BEGIN
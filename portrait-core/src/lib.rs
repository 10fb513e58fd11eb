//! portrait-core: profile analysis and prompt composition for developer portraits

pub mod behavior;
pub mod cache;
pub mod contributions;
pub mod domain;
pub mod error;
pub mod focus;
pub mod metrics;
pub mod pipeline;
pub mod profile;
pub mod prompt;
pub mod services;
pub mod style;
pub mod themes;

pub use behavior::{
    ActivityLevel, BehaviorLabels, BehaviorThresholds, ContributionStyle, DayPattern, DeveloperCategory,
    HourPattern, TemporalPattern,
};
pub use cache::{CachedAnalysis, MemoryCache, NoCache, ProfileCache};
pub use contributions::{HighProfileContributions, PullRequestProfile, detect_high_profile};
pub use domain::{Classification, DomainClassifier, DomainScore, DomainTag, RepoText, DEFAULT_TOP_K};
pub use error::{ImageError, InputError, PipelineError, SourceError};
pub use focus::{FocusSummary, StackFocus, classify_focus};
pub use metrics::{ActivityMetrics, LanguageShare, extract};
pub use pipeline::{Artifact, BatchOutcome, Pipeline, PipelineOptions, PortraitReport};
pub use profile::{DEFAULT_WINDOW_DAYS, RawProfile, Repository};
pub use prompt::{ProfileFacts, PromptSet, StylePrompt, VariationPrompt, VariationRequest, compose, compose_styles};
pub use services::{ImageGenerator, ProfileSource, StaticSource};
pub use style::{
    ArtStyle, Background, Character, Lighting, StyleAttributes, StyleInputs, StyleMode, map_style,
};
#[cfg(test)]
mod tests {
    use super::*;
    use crate::behavior::ContributionStyle;

    fn facts() -> ProfileFacts {
        ProfileFacts {
            login: "octocat".to_string(),
            languages: vec![
                LanguageShare { language: "Rust".to_string(), bytes: 80, percent: 80.0 },
                LanguageShare { language: "Python".to_string(), bytes: 17, percent: 17.0 },
                LanguageShare { language: "Shell".to_string(), bytes: 3, percent: 3.0 },
            ],
            focus_areas: vec![DomainTag::Systems, DomainTag::AiMl],
            labels: BehaviorLabels {
                contribution: ContributionStyle::SoloCreator,
                ..BehaviorLabels::FALLBACK
            },
            category: DeveloperCategory::Specialist,
            frameworks: Vec::new(),
            archetypes: Vec::new(),
            preferences: Vec::new(),
        }
    }

    #[test]
    fn test_main_prompt_mentions_attributes_and_facts() {
        let p = render(&facts(), &StyleAttributes::DEFAULT);
        assert!(p.contains("Minimalist line art"));
        assert!(p.contains("Curious Raccoon"));
        assert!(p.contains("Rust (primary language)"));
        assert!(p.contains("systems programming developer"));
        assert!(p.contains("Rust (80.0%, primary)"));
        assert!(p.contains("Python (17.0%, significant)"));
        assert!(!p.contains("Shell"));
        assert!(p.contains("Systems Programming (primary focus)"));
        assert!(!p.contains("User Preferences"));
        assert!(!p.contains("Developer Profile"));
    }

    #[test]
    fn test_developer_profile_section() {
        let f = facts()
            .with_category(DeveloperCategory::Legendary, vec!["pytorch".into(), "numpy".into()])
            .with_archetypes(vec![Archetype::BugFixer]);
        let p = render(&f, &StyleAttributes::DEFAULT);
        assert!(p.contains("Developer Profile:\n- Legendary contributor to pytorch, numpy"));
        assert!(p.contains("- Known for: Bug Fixer\n"));

        let p = render(&facts().with_category(DeveloperCategory::Backend, Vec::new()), &StyleAttributes::DEFAULT);
        assert!(p.contains("Developer Profile:\n- Backend Engineer\n"));
    }

    #[test]
    fn test_style_prompts_follow_category() {
        let attrs = StyleAttributes::DEFAULT;
        let legendary = facts().with_category(DeveloperCategory::Legendary, vec!["linux".into()]);
        let styles = compose_styles(&legendary, &attrs, 4);
        assert_eq!(styles.len(), 4);
        assert_eq!(
            styles.iter().map(|s| s.style_name.as_str()).collect::<Vec<_>>(),
            vec!["Professional Portrait", "Artistic Creative", "Technical Schematic", "Minimalist Abstract"]
        );
        assert!(styles[0].prompt.starts_with("Create an epic professional headshot style"));
        assert!(styles[0].prompt.contains("contributed to linux"));
        assert!(styles[2].prompt.contains("Engineering diagram aesthetic"));
        assert!(styles.iter().all(|s| s.category == DeveloperCategory::Legendary));
        assert!(styles.iter().all(|s| s.prompt.ends_with("no human facial features whatsoever.\n")));

        let frontend = compose_styles(&facts().with_category(DeveloperCategory::Frontend, Vec::new()), &attrs, 1);
        assert!(frontend[0].prompt.contains("FRONTEND FOCUS"));
        assert!(frontend[0].prompt.contains("references to Rust and frontend frameworks"));

        let backend = compose_styles(&facts().with_category(DeveloperCategory::Backend, Vec::new()), &attrs, 2);
        assert!(backend[1].prompt.contains("BACKEND MASTERY"));

        let general = compose_styles(&facts(), &attrs, 9);
        assert_eq!(general.len(), STYLE_TEMPLATES.len());
        assert!(general[0].prompt.contains("excelling in systems programming development"));
        assert!(compose_styles(&facts(), &attrs, 0).is_empty());
    }

    #[test]
    fn test_empty_facts_still_render() {
        let f = ProfileFacts {
            login: "ghost".to_string(),
            languages: Vec::new(),
            focus_areas: Vec::new(),
            labels: BehaviorLabels::FALLBACK,
            category: DeveloperCategory::default(),
            frameworks: Vec::new(),
            archetypes: Vec::new(),
            preferences: Vec::new(),
        };
        let p = render(&f, &StyleAttributes::DEFAULT);
        assert!(p.contains("multiple programming languages"));
        assert!(p.contains("general software developer"));
        assert!(!p.contains("Thematic Interaction"));
    }

    #[test]
    fn test_preferences_are_appended() {
        let f = facts().with_preferences(vec![("mood".to_string(), "whimsical".to_string())]);
        assert!(render(&f, &StyleAttributes::DEFAULT).ends_with("- mood: whimsical\n"));
    }

    #[test]
    fn test_zero_randomness_repeats_main_prompt() {
        for count in [0usize, 1, 5] {
            let set = compose(&facts(), &StyleAttributes::DEFAULT, &VariationRequest::new(count, 0.0, 42));
            assert_eq!(set.variations.len(), count);
            for v in &set.variations {
                assert_eq!(v.prompt, set.main);
                assert_eq!(v.attributes, set.attributes);
            }
        }
    }

    #[test]
    fn test_full_randomness_changes_every_slot() {
        let attrs = StyleAttributes::DEFAULT;
        let set = compose(&facts(), &attrs, &VariationRequest::new(8, 1.0, 7));
        for v in &set.variations {
            assert_ne!(v.attributes.art_style, attrs.art_style);
            assert_ne!(v.attributes.character, attrs.character);
            assert_ne!(v.attributes.background, attrs.background);
            assert_ne!(v.attributes.lighting, attrs.lighting);
            assert_ne!(v.prompt, set.main);
        }
    }

    #[test]
    fn test_same_seed_same_prompt_set() {
        let req = VariationRequest::new(6, 1.0, 1234);
        let a = compose(&facts(), &StyleAttributes::DEFAULT, &req);
        let b = compose(&facts(), &StyleAttributes::DEFAULT, &req);
        assert_eq!(a, b);
        assert_eq!(serde_json::to_string(&a).unwrap(), serde_json::to_string(&b).unwrap());
    }

    #[test]
    fn test_randomness_is_clamped() {
        let set = compose(&facts(), &StyleAttributes::DEFAULT, &VariationRequest::new(2, f64::NAN, 1));
        assert!(set.variations.iter().all(|v| v.randomness == 0.0 && v.prompt == set.main));
        let set = compose(&facts(), &StyleAttributes::DEFAULT, &VariationRequest::new(1, 7.5, 1));
        assert_eq!(set.variations[0].randomness, 1.0);
    }

    #[test]
    fn test_all_prompts_lists_main_first() {
        let set = compose(&facts(), &StyleAttributes::DEFAULT, &VariationRequest::new(2, 0.0, 0));
        assert_eq!(set.all_prompts().count(), 3);
        assert_eq!(set.all_prompts().next(), Some(set.main.as_str()));
        assert!(set.styles.is_empty());
    }
}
END
## Goal of the exercise:
Repeat the entries verbatim through the line with "pub mod style;".

## Written answer:
filename portrait-core/src/lib.rs
repository 10fb513e58fd11eb
//! portrait-core: profile analysis and prompt composition for developer portraits

pub mod behavior;
pub mod cache;
pub mod contributions;
pub mod domain;
pub mod error;
pub mod focus;
pub mod metrics;
pub mod pipeline;
pub mod profile;
pub mod prompt;
pub mod services;
pub mod style;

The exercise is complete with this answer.